Muestra de 100 bebés, media de la circunferencia de la cabeza = 40.6, σ = 1.6, confianza = 99%

# Datos
n2 <- 100
xbar2 <- 40.6
sigma2 <- 1.6
confianza2 <- 0.99

# Cálculo
z2 <- qnorm(1 - (1 - confianza2)/2)
error2 <- z2 * sigma2 / sqrt(n2)
lim_inf2 <- xbar2 - error2
lim_sup2 <- xbar2 + error2
cat("Nivel de confianza: 99% → Z =",z2,"\n")
## Nivel de confianza: 99% → Z = 2.575829
cat("Error estándar:",(sigma2/sqrt(n2)),"\n")
## Error estándar: 0.16
cat("Margen de error:",error2,"\n")
## Margen de error: 0.4121327
cat("Intervalo de confianza: (",lim_inf2,",",lim_sup2,")\n")
## Intervalo de confianza: ( 40.18787 , 41.01213 )
cat("Tenemos un 99% de confianza en que la media de la circunferencia poblacional para la cabeza de  todos los bebés se encuentra entre",lim_inf2, "y" ,lim_sup2)
## Tenemos un 99% de confianza en que la media de la circunferencia poblacional para la cabeza de  todos los bebés se encuentra entre 40.18787 y 41.01213

Ejercicio 3:

Se sabe que la duración, en horas, de un foco de 75 watts tiene una distribución aproximadamente normal, con una desviación estándar de σ igual a 25 horas. Se toma una muestra aleatoria de 20 focos, la cual resulta tener una duración promedio de xҧ=1014 horas. Construya un intervalo de confianza del 95% para la duración promedio.

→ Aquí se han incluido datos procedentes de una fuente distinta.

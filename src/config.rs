// config.rs
// Centralized configuration for simulation parameters

use serde::{Deserialize, Serialize};

use crate::error::{Result, SimError};

// ====================
// Species / Rules
// ====================
pub const NUM_SPECIES: usize = 5;
/// Rule matrix entries are drawn from [-MAX_FORCE, +MAX_FORCE].
pub const MAX_FORCE: f32 = 0.1;

// ====================
// Particles
// ====================
pub const PARTICLE_COUNT: usize = 150;
pub const PARTICLE_RADIUS: f32 = 5.0;
/// Standard deviation of the initial per-axis velocity.
pub const INITIAL_SPEED: f32 = 0.5;

// ====================
// Force Law
// ====================
/// Cutoff distance; also the spatial grid cell size.
pub const MAX_INTERACTION_DISTANCE: f32 = 300.0;
/// Margin added to the radius sum to form the repulsion zone.
pub const REPULSION_DISTANCE: f32 = 10.0;
/// Magnitude of the repulsion at zero separation.
pub const REPULSION_FORCE: f32 = MAX_FORCE;

// ====================
// Spatial Grid
// ====================
/// Upper bound on grid cells. Larger domains get proportionally larger cells.
pub const MAX_GRID_CELLS: usize = 1 << 16;

// ====================
// Integration
// ====================
/// Per-frame multiplicative velocity decay.
pub const FRICTION: f32 = 0.9;

// ====================
// Domain
// ====================
pub const DOMAIN_WIDTH: f32 = 800.0;
pub const DOMAIN_HEIGHT: f32 = 600.0;

// ====================
// Threading/Parallelism
// ====================
pub const MIN_THREADS: usize = 1;

/// How the interaction phase enumerates partners.
#[derive(Clone, Copy, Debug, PartialEq, Eq, Default, Serialize, Deserialize)]
pub enum InteractionMode {
    /// Uniform grid with a 3x3 neighbourhood search per cell.
    #[default]
    Gridded,
    /// O(n^2) reference path, partitioned by particle index.
    AllPairs,
}

#[derive(Clone, Debug, PartialEq, Serialize, Deserialize)]
#[serde(default)]
pub struct SimConfig {
    pub num_species: usize,
    pub particle_count: usize,
    pub particle_radius: f32,
    pub max_force: f32,
    pub max_interaction_distance: f32,
    /// Must lie strictly inside (0, 1).
    pub friction: f32,
    pub repulsion_distance: f32,
    pub repulsion_force: f32,
    /// Worker threads for the interaction phase. `None` uses hardware concurrency.
    pub worker_threads: Option<usize>,
    /// Optional ceiling applied after resolving `worker_threads`.
    pub max_worker_threads: Option<usize>,
    pub width: f32,
    pub height: f32,
    pub initial_speed: f32,
    /// Seed for the rule table and initial population. `None` seeds from the OS.
    pub seed: Option<u64>,
    pub interaction_mode: InteractionMode,
}

impl Default for SimConfig {
    fn default() -> Self {
        Self {
            num_species: NUM_SPECIES,
            particle_count: PARTICLE_COUNT,
            particle_radius: PARTICLE_RADIUS,
            max_force: MAX_FORCE,
            max_interaction_distance: MAX_INTERACTION_DISTANCE,
            friction: FRICTION,
            repulsion_distance: REPULSION_DISTANCE,
            repulsion_force: REPULSION_FORCE,
            worker_threads: None,
            max_worker_threads: None,
            width: DOMAIN_WIDTH,
            height: DOMAIN_HEIGHT,
            initial_speed: INITIAL_SPEED,
            seed: None,
            interaction_mode: InteractionMode::Gridded,
        }
    }
}

fn non_negative(name: &str, value: f32) -> Result<()> {
    if !value.is_finite() || value < 0.0 {
        return Err(SimError::config(format!(
            "{name} must be finite and >= 0 (got {value})"
        )));
    }
    Ok(())
}

fn positive(name: &str, value: f32) -> Result<()> {
    if !value.is_finite() || value <= 0.0 {
        return Err(SimError::config(format!(
            "{name} must be finite and > 0 (got {value})"
        )));
    }
    Ok(())
}

impl SimConfig {
    /// Reject degenerate configurations before any state is built.
    ///
    /// `worker_threads = Some(0)` is not an error; it is coerced to one
    /// worker when the pool is created.
    pub fn validate(&self) -> Result<()> {
        if self.num_species == 0 {
            return Err(SimError::config("num_species must be > 0"));
        }
        if self.particle_count == 0 {
            return Err(SimError::config("particle_count must be > 0"));
        }
        non_negative("max_force", self.max_force)?;
        non_negative("repulsion_force", self.repulsion_force)?;
        non_negative("repulsion_distance", self.repulsion_distance)?;
        non_negative("particle_radius", self.particle_radius)?;
        non_negative("initial_speed", self.initial_speed)?;
        positive("max_interaction_distance", self.max_interaction_distance)?;
        positive("width", self.width)?;
        positive("height", self.height)?;
        if !(self.friction > 0.0 && self.friction < 1.0) {
            return Err(SimError::config(format!(
                "friction must lie in (0, 1) (got {})",
                self.friction
            )));
        }
        let min_dist = 2.0 * self.particle_radius + self.repulsion_distance;
        if min_dist >= self.max_interaction_distance {
            return Err(SimError::config(format!(
                "repulsion zone ({min_dist}) must be smaller than max_interaction_distance ({})",
                self.max_interaction_distance
            )));
        }
        Ok(())
    }
}

#[cfg(test)]
mod tests {
    use super::*;

    #[test]
    fn defaults_are_valid() {
        assert!(SimConfig::default().validate().is_ok());
    }

    #[test]
    fn zero_species_or_particles_fail_fast() {
        let cfg = SimConfig {
            num_species: 0,
            ..Default::default()
        };
        assert!(matches!(cfg.validate(), Err(SimError::InvalidConfig(_))));

        let cfg = SimConfig {
            particle_count: 0,
            ..Default::default()
        };
        assert!(matches!(cfg.validate(), Err(SimError::InvalidConfig(_))));
    }

    #[test]
    fn friction_must_be_open_unit_interval() {
        for friction in [0.0, 1.0, -0.5, 1.5, f32::NAN] {
            let cfg = SimConfig {
                friction,
                ..Default::default()
            };
            assert!(cfg.validate().is_err(), "friction {friction} accepted");
        }
    }

    #[test]
    fn zero_worker_threads_is_not_a_config_error() {
        let cfg = SimConfig {
            worker_threads: Some(0),
            ..Default::default()
        };
        assert!(cfg.validate().is_ok());
    }

    #[test]
    fn repulsion_zone_wider_than_cutoff_is_rejected() {
        let cfg = SimConfig {
            particle_radius: 10.0,
            repulsion_distance: 15.0,
            max_interaction_distance: 30.0,
            ..Default::default()
        };
        let err = cfg.validate().unwrap_err();
        assert!(format!("{err}").contains("repulsion zone"));
    }
}
// app/mod.rs
// Headless driver: config loading, simulation thread and command cadence

use std::io::ErrorKind;
use std::thread;
use std::time::Duration;

use crate::commands::SimCommand;
use crate::error::{Result, SimError};
use crate::init_config::{InitConfig, DEFAULT_CONFIG_PATH};
use crate::simulation::Simulation;

pub mod simulation_loop;

pub use simulation_loop::{FrameSnapshot, SharedFrame};

const POLL_INTERVAL: Duration = Duration::from_millis(5);

/// Headless entry point: run the simulation on its own thread and act as
/// the outside collaborator that reads frames and sends commands.
pub fn run() -> Result<()> {
    env_logger::Builder::from_env(env_logger::Env::default().default_filter_or("info")).init();

    let config = load_config()?;
    let run = config.run.clone();
    let simulation = Simulation::new(config.simulation)?;
    let commands = simulation.command_sender();
    let shared = SharedFrame::default();

    let handle = thread::Builder::new().name("simulation".into()).spawn({
        let shared = shared.clone();
        let run = run.clone();
        move || simulation_loop::run_simulation_loop(simulation, &run, &shared)
    })?;

    let cadence = run.regenerate_every.filter(|&n| n > 0);
    let mut next_regen = cadence.unwrap_or(u64::MAX);
    while !handle.is_finished() {
        thread::sleep(POLL_INTERVAL);
        let Some(every) = cadence else { continue };
        let frame = shared.frame();
        if frame >= next_regen {
            if commands.send(SimCommand::RegenerateRules).is_err() {
                break;
            }
            next_regen = (frame / every + 1) * every;
        }
    }

    handle
        .join()
        .map_err(|_| SimError::SimulationThread("simulation thread panicked".into()))?;

    let last = shared.snapshot();
    log::info!(
        "last published frame {}: {} bodies in {}x{}",
        last.frame,
        last.bodies.len(),
        last.bounds.0,
        last.bounds.1
    );
    Ok(())
}

/// Config path from the first CLI argument, else `particle_life.toml`,
/// else built-in defaults.
fn load_config() -> Result<InitConfig> {
    if let Some(path) = std::env::args().nth(1) {
        log::info!("loading configuration from {path}");
        return InitConfig::load_from_file(path);
    }
    match InitConfig::load_default() {
        Ok(config) => {
            log::info!("loaded configuration from {DEFAULT_CONFIG_PATH}");
            Ok(config)
        }
        Err(SimError::Io(e)) if e.kind() == ErrorKind::NotFound => {
            log::info!("{DEFAULT_CONFIG_PATH} not found, using defaults");
            Ok(InitConfig::default())
        }
        Err(e) => Err(e),
    }
}
// main.rs
// Binary entry point for the headless runner

fn main() {
    if let Err(e) = particle_life::app::run() {
        log::error!("{e}");
        eprintln!("particle_life: {e}");
        std::process::exit(1);
    }
}
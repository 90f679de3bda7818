// app/simulation_loop.rs
// Frame loop and shared frame publication

use parking_lot::Mutex;
use std::sync::Arc;

use crate::body::BodyView;
use crate::init_config::RunConfig;
use crate::profile_scope;
use crate::simulation::Simulation;

/// Latest published frame, for renderers on other threads.
#[derive(Clone, Debug, Default)]
pub struct FrameSnapshot {
    pub frame: u64,
    pub bounds: (f32, f32),
    pub bodies: Vec<BodyView>,
}

#[derive(Clone, Default)]
pub struct SharedFrame {
    inner: Arc<Mutex<FrameSnapshot>>,
}

impl SharedFrame {
    /// Copy the draw data of a finished frame.
    pub fn publish(&self, simulation: &Simulation) {
        let mut lock = self.inner.lock();
        lock.frame = simulation.frame;
        lock.bounds = simulation.bounds();
        lock.bodies.clear();
        lock.bodies.extend(simulation.views());
    }

    pub fn frame(&self) -> u64 {
        self.inner.lock().frame
    }

    pub fn snapshot(&self) -> FrameSnapshot {
        self.inner.lock().clone()
    }
}

/// Aggregate numbers logged by the driver.
#[derive(Clone, Debug, PartialEq)]
pub struct FrameSummary {
    pub mean_speed: f32,
    pub species_counts: Vec<usize>,
}

pub fn summarize(simulation: &Simulation) -> FrameSummary {
    let bodies = simulation.bodies();
    let mut species_counts = vec![0; simulation.rules().num_species()];
    let mut speed = 0.0;
    for b in bodies {
        species_counts[b.species] += 1;
        speed += b.vel.mag();
    }
    FrameSummary {
        mean_speed: if bodies.is_empty() {
            0.0
        } else {
            speed / bodies.len() as f32
        },
        species_counts,
    }
}

pub fn run_simulation_loop(mut simulation: Simulation, run: &RunConfig, shared: &SharedFrame) {
    loop {
        if run.frames.is_some_and(|limit| simulation.frame >= limit) {
            break;
        }
        {
            profile_scope!("simulation_loop");
            simulation.step(&[]);
        }
        shared.publish(&simulation);

        if run.log_every > 0 && simulation.frame % run.log_every == 0 {
            let summary = summarize(&simulation);
            log::info!(
                "frame {}: mean speed {:.4}, species {:?}, excluded {}",
                simulation.frame,
                summary.mean_speed,
                summary.species_counts,
                simulation.excluded_last_frame()
            );
            #[cfg(feature = "profiling")]
            crate::PROFILER.lock().log_and_clear();
        }
    }
    log::info!("simulation finished after {} frames", simulation.frame);
}

#[cfg(test)]
mod tests {
    use super::*;
    use crate::config::SimConfig;

    fn config() -> SimConfig {
        SimConfig {
            particle_count: 40,
            num_species: 4,
            worker_threads: Some(2),
            seed: Some(1),
            ..Default::default()
        }
    }

    #[test]
    fn loop_stops_at_frame_limit_and_publishes() {
        let simulation = Simulation::new(config()).unwrap();
        let shared = SharedFrame::default();
        let run = RunConfig {
            frames: Some(5),
            log_every: 2,
            regenerate_every: None,
        };
        run_simulation_loop(simulation, &run, &shared);

        let snap = shared.snapshot();
        assert_eq!(snap.frame, 5);
        assert_eq!(snap.bodies.len(), 40);
        assert_eq!(snap.bounds, (800.0, 600.0));
    }

    #[test]
    fn summary_counts_every_body() {
        let simulation = Simulation::new(config()).unwrap();
        let summary = summarize(&simulation);
        assert_eq!(summary.species_counts.len(), 4);
        assert_eq!(summary.species_counts.iter().sum::<usize>(), 40);
        assert!(summary.mean_speed >= 0.0);
    }
}
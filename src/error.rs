// error.rs
// Crate error type and Result alias

use thiserror::Error;

/// Crate-wide result type alias.
pub type Result<T> = std::result::Result<T, SimError>;

/// Errors raised while setting up or driving a simulation.
///
/// Only construction and the headless driver can fail. Geometric anomalies
/// during a frame are handled in place and logged instead.
#[derive(Debug, Error)]
pub enum SimError {
    /// Rejected configuration value.
    #[error("invalid configuration: {0}")]
    InvalidConfig(String),

    /// The interaction worker pool could not be started.
    #[error("failed to build worker pool: {0}")]
    ThreadPool(#[from] rayon::ThreadPoolBuildError),

    #[error(transparent)]
    Io(#[from] std::io::Error),

    /// Malformed TOML configuration file.
    #[error("failed to parse configuration: {0}")]
    ConfigParse(#[from] toml::de::Error),

    /// The simulation thread panicked or could not be joined.
    #[error("simulation thread failed: {0}")]
    SimulationThread(String),
}

impl SimError {
    pub(crate) fn config(msg: impl Into<String>) -> Self {
        SimError::InvalidConfig(msg.into())
    }
}

#[cfg(test)]
mod tests {
    use super::*;

    #[test]
    fn error_display_names_the_problem() {
        let e = SimError::config("num_species must be > 0");
        let msg = format!("{e}");
        assert!(msg.contains("invalid configuration"));
        assert!(msg.contains("num_species"));
    }
}
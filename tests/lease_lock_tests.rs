//! Lock protocol tests against the in-memory store.

use lease_lock_core::prelude::*;
use std::sync::Arc;
use std::time::{Duration, SystemTime};

mod common;
use common::failing_store::FailingStore;
use common::scenarios::{self, ScopeError};

fn provider() -> MemoryLeaseLockProvider {
    MemoryLeaseLockProvider::new(MemoryLeaseStore::new())
}

#[tokio::test]
async fn test_handoff() {
    scenarios::handoff(&provider(), "handoff").await;
}

#[tokio::test]
async fn test_idempotent_release() {
    scenarios::idempotent_release(&provider(), "idempotent").await;
}

#[tokio::test]
async fn test_loser_cannot_release() {
    scenarios::loser_cannot_release(&provider(), "loser").await;
}

#[tokio::test]
async fn test_identity_pinned_to_creator() {
    scenarios::identity_pinned_to_creator(&provider(), "identity").await;
}

#[tokio::test(flavor = "multi_thread", worker_threads = 4)]
async fn test_mutual_exclusion() {
    scenarios::mutual_exclusion(Arc::new(provider()), "exclusive", 16).await;
}

#[tokio::test]
async fn test_scoped_release() {
    scenarios::scoped_release(&provider(), "scoped").await;
}

#[tokio::test]
async fn test_last_accessed_refreshed_by_losers() {
    let provider = provider();
    let mut winner = provider.create_lock("liveness").unwrap();
    let mut loser = provider.create_lock("liveness").unwrap();
    let store = provider.store();

    assert!(winner.try_acquire().await.unwrap());
    let mut previous = store.lease(winner.key()).unwrap().last_accessed();

    for _ in 0..5 {
        tokio::time::sleep(Duration::from_millis(2)).await;
        assert!(!loser.try_acquire().await.unwrap());

        let lease = store.lease(winner.key()).unwrap();
        assert!(lease.last_accessed() >= previous);
        assert!(lease.is_owned_by(winner.token()));
        previous = lease.last_accessed();
    }
}

#[tokio::test]
async fn test_later_ttl_is_ignored() {
    let store = MemoryLeaseStore::new();
    let short = LeaseLockOptions::new().expiration(Duration::from_secs(30));
    let long = LeaseLockOptions::new().expiration(Duration::from_secs(3_600));

    let mut first = LeaseLock::with_options(store.clone(), "ttl", &short).unwrap();
    let mut second = LeaseLock::with_options(store.clone(), "ttl", &long).unwrap();

    assert!(first.try_acquire().await.unwrap());
    let expire_at = store.lease(first.key()).unwrap().expire_at();

    assert!(!second.try_acquire().await.unwrap());
    assert_eq!(store.lease(first.key()).unwrap().expire_at(), expire_at);
    assert!(expire_at <= SystemTime::now() + Duration::from_secs(30));
}

#[tokio::test]
async fn test_expired_lease_still_owned_until_reaped() {
    let store = MemoryLeaseStore::new();
    let options = LeaseLockOptions::new().expiration(Duration::from_millis(20));
    let mut holder = LeaseLock::with_options(store.clone(), "reaped", &options).unwrap();
    let mut waiter = LeaseLock::with_options(store.clone(), "reaped", &options).unwrap();

    assert!(holder.try_acquire().await.unwrap());
    tokio::time::sleep(Duration::from_millis(50)).await;

    // Past its TTL, but nothing reaped it: the protocol never reads expireAt.
    assert!(holder.check_ownership().await.unwrap());
    assert!(!waiter.try_acquire().await.unwrap());

    assert_eq!(store.purge_expired(), 1);
    assert!(!holder.check_ownership().await.unwrap());
    assert!(waiter.try_acquire().await.unwrap());
    assert!(!holder.release().await.unwrap());
}

#[tokio::test]
async fn test_same_lock_and_equality() {
    let provider = provider();
    let a = provider.create_lock("same").unwrap();
    let b = provider.create_lock("same").unwrap();
    let c = provider.create_lock("different").unwrap();

    assert!(a.is_same_lock(&b));
    assert_ne!(a, b);
    assert_ne!(a.token(), b.token());
    assert_eq!(a, a.clone());
    assert!(!a.is_same_lock(&c));
}

#[tokio::test]
async fn test_failing_store_toggles_outage() {
    let store = FailingStore::new();
    let key = LockKey::new("locks", "lock", "toggle");

    store.fail_acquire(true);
    assert!(store.acquire_or_refresh(&key, "t1", Duration::from_secs(1)).await.is_err());

    store.fail_acquire(false);
    let lease = store
        .acquire_or_refresh(&key, "t1", Duration::from_secs(1))
        .await
        .unwrap();
    assert!(lease.is_some_and(|lease| lease.is_owned_by("t1")));
}

#[tokio::test]
async fn test_acquire_failure_propagates() {
    let store = FailingStore::new();
    let mut lock = LeaseLock::new(store.clone(), "outage").unwrap();

    store.fail_acquire(true);
    let result = lock.try_acquire().await;
    assert!(matches!(result, Err(LockError::Connection(_))));
    assert_eq!(lock.state(), LockState::Unknown);

    store.fail_acquire(false);
    assert!(lock.try_acquire().await.unwrap());
}

#[tokio::test]
async fn test_probe_and_release_failures_propagate() {
    let store = FailingStore::new();
    let mut lock = LeaseLock::new(store.clone(), "outage").unwrap();
    assert!(lock.try_acquire().await.unwrap());

    store.fail_probe(true);
    assert!(lock.check_ownership().await.is_err());

    store.fail_release(true);
    assert!(lock.release().await.is_err());
    assert_eq!(lock.state(), LockState::Held);
    assert!(store.inner().lease(lock.key()).is_some());
}

#[tokio::test]
async fn test_work_error_wins_over_release_error() {
    let store = FailingStore::new();
    let mut lock = LeaseLock::new(store.clone(), "scoped-outage").unwrap();
    assert!(lock.try_acquire().await.unwrap());

    store.fail_release(true);
    let result = lock
        .try_run_then_release(|| async { Err::<(), _>(ScopeError("job failed".to_string())) })
        .await;

    assert_eq!(result.unwrap_err().0, "job failed");
}

#[tokio::test]
async fn test_release_error_reported_after_successful_work() {
    let store = FailingStore::new();
    let mut lock = LeaseLock::new(store.clone(), "scoped-outage").unwrap();
    assert!(lock.try_acquire().await.unwrap());

    store.fail_release(true);
    let result = lock.run_then_release(|| async { "done" }).await;
    assert!(matches!(result, Err(LockError::Connection(_))));

    store.fail_release(false);
    assert!(lock.release().await.unwrap());
}

#[tokio::test]
async fn test_scoped_release_without_acquire() {
    let provider = provider();
    let mut lock = provider.create_lock("never-acquired").unwrap();

    let value = lock.run_then_release(|| async { 1 + 1 }).await.unwrap();
    assert_eq!(value, 2);
    assert_eq!(lock.state(), LockState::NotHeld);
}

#[tokio::test]
async fn test_acquire_with_backoff_after_reap() {
    let store = MemoryLeaseStore::new();
    let options = LeaseLockOptions::new().expiration(Duration::from_millis(10));
    let mut holder = LeaseLock::with_options(store.clone(), "backoff", &options).unwrap();
    let mut waiter = LeaseLock::with_options(store.clone(), "backoff", &options).unwrap();
    assert!(holder.try_acquire().await.unwrap());

    let reaper = {
        let store = store.clone();
        tokio::spawn(async move {
            tokio::time::sleep(Duration::from_millis(40)).await;
            store.purge_expired()
        })
    };

    acquire_with_backoff(&mut waiter, Some(Duration::from_secs(2)), &BackoffOptions::default())
        .await
        .unwrap();

    assert_eq!(reaper.await.unwrap(), 1);
    assert!(waiter.check_ownership().await.unwrap());
    assert!(!holder.check_ownership().await.unwrap());
}
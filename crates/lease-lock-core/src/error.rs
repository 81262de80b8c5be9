//! Error types for lease lock operations.

use std::time::Duration;
use thiserror::Error;

/// Errors that can occur during lease lock operations.
///
/// Contention is never reported through this type: losing a race, probing a
/// lease owned by another token or releasing a lease that is already gone all
/// surface as `Ok(false)` from the handle.
#[derive(Error, Debug)]
pub enum LockError {
    /// Polling acquisition gave up before the lease became available.
    #[error("lock acquisition timed out after {0:?}")]
    Timeout(Duration),

    /// The backing store could not be reached (I/O, server selection, auth).
    #[error("connection error: {0}")]
    Connection(#[source] Box<dyn std::error::Error + Send + Sync>),

    /// Invalid lock name.
    #[error("invalid lock name: {0}")]
    InvalidName(String),

    /// Invalid namespace or provider configuration.
    #[error("invalid configuration: {0}")]
    InvalidConfiguration(String),

    /// Store-specific error.
    #[error("backend error: {0}")]
    Backend(#[source] Box<dyn std::error::Error + Send + Sync>),
}

/// Result type for lease lock operations.
pub type LockResult<T> = Result<T, LockError>;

Muestra de 20 focos, media de la duración promedio = 1014, σ = 25, confianza = 95%

# Datos
n3 <- 20
xbar3 <- 1014
sigma3 <- 25
confianza3 <- 0.95

# Cálculo
z3 <- qnorm(1 - (1 - confianza3)/2)
error3 <- z3 * sigma3 / sqrt(n3)
lim_inf3 <- xbar3 - error3
lim_sup3 <- xbar3 + error3
cat("Nivel de confianza: 95% → Z =",z3,"\n")
## Nivel de confianza: 95% → Z = 1.959964
cat("Error estándar:",(sigma3/sqrt(n3)),"\n")
## Error estándar: 5.59017
cat("Margen de error:",error3,"\n")
## Margen de error: 10.95653
cat("Intervalo de confianza: (",lim_inf3,",",lim_sup3,")\n")
## Intervalo de confianza: ( 1003.043 , 1024.957 )
cat("Interpretación: Tenemos un 95% de confianza en que la duración promedio poblacional para todos los focos está entre",lim_inf3, "y" ,lim_sup3,".")
## Interpretación: Tenemos un 95% de confianza en que la duración promedio poblacional para todos los focos está entre 1003.043 y 1024.957 .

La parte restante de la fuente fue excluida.